Bootstrap and incremental replication

Replication Manager allows you to replicate Hive databases from a source cluster to a target location on a destination cluster.

When you initiate the replication of Hive data, all of the data from the source location is copied to the destination. This bootstrapping of data can take hours to days, depending on factors such as the amount of data being copied and available network bandwidth. Subsequent replication jobs from the same source location to the same target on the destination are incremental, so only the changed data is copied.

If a bootstrap replication is interrupted, such as due to a network failure or an unrecoverable error, Replication Manager automatically retries the job. If a retry succeeds, the replication job continues from the point at which it was interrupted. If the automatic retries are not successful, you must manually correct the problem before running the policy again. When you activate the policy again, the replication job resumes from the point at which it was suspended.

After the bootstrap replication succeeds, an incremental replication is automatically performed. This job synchronizes, between the source and destination clusters, any events that occurred during the bootstrap process. After the data is synchronized, the replicated data is ready for use on the destination.
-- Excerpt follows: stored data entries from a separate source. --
#![forbid(unsafe_code)]

//! Press-and-hold scrolling with an accelerating repeat rate.
//!
//! [`RepeatScrollController`] is a three-state machine (idle, scrolling up,
//! scrolling down). Beginning a scroll performs one step immediately and
//! starts a [`RepeatTimer`]; each tick the timer delivers performs another
//! step. The timer walks an [`AccelerationTable`] so the interval between
//! steps shrinks the longer the key is held.
//!
//! Ticks are tagged with a generation number. Ending or restarting a scroll
//! bumps the generation, so ticks already queued in a channel when the key
//! was released are ignored.

use std::sync::Arc;
use std::sync::mpsc::Sender;
use std::thread::{self, JoinHandle};
use std::time::Duration;

use xcon_render::ScrollWindow;

use crate::signal::{StopSignal, StopTrigger};

/// Number of intervals in an acceleration table.
pub const ACCELERATION_STEPS: usize = 16;

/// Direction of one scroll step.
#[derive(Debug, Clone, Copy, PartialEq, Eq, Hash)]
pub enum ScrollDirection {
    /// Toward older lines.
    Up,
    /// Toward newer lines.
    Down,
}

/// Timing parameters for repeat scrolling.
#[derive(Debug, Clone, Copy, PartialEq, Eq)]
pub struct ScrollRepeatConfig {
    /// Delay before the first repeat.
    pub initial: Duration,
    /// Shortest interval the table may reach.
    pub min: Duration,
    /// Time to spend on one interval before moving to the next.
    pub accel_step: Duration,
}

impl Default for ScrollRepeatConfig {
    fn default() -> Self {
        Self {
            initial: Duration::from_millis(200),
            min: Duration::from_millis(5),
            accel_step: Duration::from_millis(1),
        }
    }
}

/// Decreasing repeat intervals.
///
/// Entry `i` is `ceil((1 - 0.5 * ln(i + 1)) * initial)` milliseconds. Once
/// the curve drops below `min`, the entry and every later entry is `min`.
#[derive(Debug, Clone, PartialEq, Eq)]
pub struct AccelerationTable {
    intervals: [Duration; ACCELERATION_STEPS],
}
#![forbid(unsafe_code)]

//! Argument splitting and value conversion.
//!
//! Numbers are parsed and printed in an invariant format: `.` decimal
//! separator, no grouping.

/// Split a command line at the first space or tab into `(name, args)`.
///
/// Both parts are trimmed; `args` is empty when the line has no arguments.
#[must_use]
pub fn split_command(line: &str) -> (&str, &str) {
    let line = line.trim();
    match line.find([' ', '\t']) {
        Some(at) => (&line[..at], line[at..].trim()),
        None => (line, ""),
    }
}

/// First whitespace-separated token, or `None` for blank input.
#[must_use]
pub fn first_arg(args: &str) -> Option<&str> {
    args.split_whitespace().next()
}

/// `1`/`on` is true, `0`/`off` is false.
#[must_use]
pub fn parse_bool(arg: &str) -> Option<bool> {
    match arg {
        "1" | "on" => Some(true),
        "0" | "off" => Some(false),
        _ => None,
    }
}

#[must_use]
pub fn parse_int(arg: &str) -> Option<i32> {
    arg.parse().ok()
}

#[must_use]
pub fn parse_float(arg: &str) -> Option<f32> {
    arg.parse::<f32>().ok().filter(|v| v.is_finite())
}

#[must_use]
pub fn format_bool(value: bool) -> &'static str {
    if value { "1" } else { "0" }
}

/// Format with at least three and at most six decimals.
#[must_use]
pub fn format_float(value: f32) -> String {
    let mut s = format!("{value:.6}");
    if let Some(dot) = s.find('.') {
        let min_len = dot + 4;
        while s.len() > min_len && s.ends_with('0') {
            s.pop();
        }
    }
    s
}

#[cfg(test)]
mod tests {
    use super::*;

    #[test]
    fn split_at_first_blank() {
        assert_eq!(split_command("  set   a b "), ("set", "a b"));
        assert_eq!(split_command("help\tfoo"), ("help", "foo"));
        assert_eq!(split_command("quit"), ("quit", ""));
        assert_eq!(split_command("   "), ("", ""));
    }

    #[test]
    fn first_arg_tokens() {
        assert_eq!(first_arg(" on trailing"), Some("on"));
        assert_eq!(first_arg("   "), None);
    }

    #[test]
    fn bool_words() {
        assert_eq!(parse_bool("on"), Some(true));
        assert_eq!(parse_bool("1"), Some(true));
        assert_eq!(parse_bool("off"), Some(false));
        assert_eq!(parse_bool("0"), Some(false));
        assert_eq!(parse_bool("yes"), None);
        assert_eq!(format_bool(true), "1");
    }

    #[test]
    fn numbers() {
        assert_eq!(parse_int("-42"), Some(-42));
        assert_eq!(parse_int("4.2"), None);
        assert_eq!(parse_float("0.5"), Some(0.5));
        assert_eq!(parse_float("inf"), None);
        assert_eq!(parse_float("NaN"), None);
    }

    #[test]
    fn float_formatting() {
        assert_eq!(format_float(1.0), "1.000");
        assert_eq!(format_float(0.25), "0.250");
        assert_eq!(format_float(0.123456), "0.123456");
        assert_eq!(format_float(-2.5), "-2.500");
    }
}
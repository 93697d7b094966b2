#![forbid(unsafe_code)]

//! Terminal host for the xcon console.

pub mod cli;
pub mod commands;
pub mod event;
pub mod logging;
pub mod terminal;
Functions such as User Defined Functions (UDF) in Hive are replicated. To enable this, UDFs have to be created using a syntax. An example of UDF creation syntax:
CREATE FUNCTION [db_name.]function_name AS class_name  USING JAR|FILE|ARCHIVE 'file_uri' [, JAR|FILE|ARCHIVE 'file_uri'] ;
  • ACID tables, external tables, storage handler-based tables (such as HBase), and column statistics are currently not replicated.
  • When creating a schedule for a Hive replication policy, you should set the frequency so that changes are replicated often enough to avoid overly large copies.

Incremental Replication

The incremental replication in Hive is achieved using notification events maintained by Hive in Hive Metastore.

Hive logs notification events for all operations (both metadata and data changes) on the managed table but in case of external tables, data writes cannot be tracked by Hive as it is performed by external sources directly without using Hive SQL commands. Therefore, Hive always copies the latest data from external tables to target cluster to avoid any loss of data.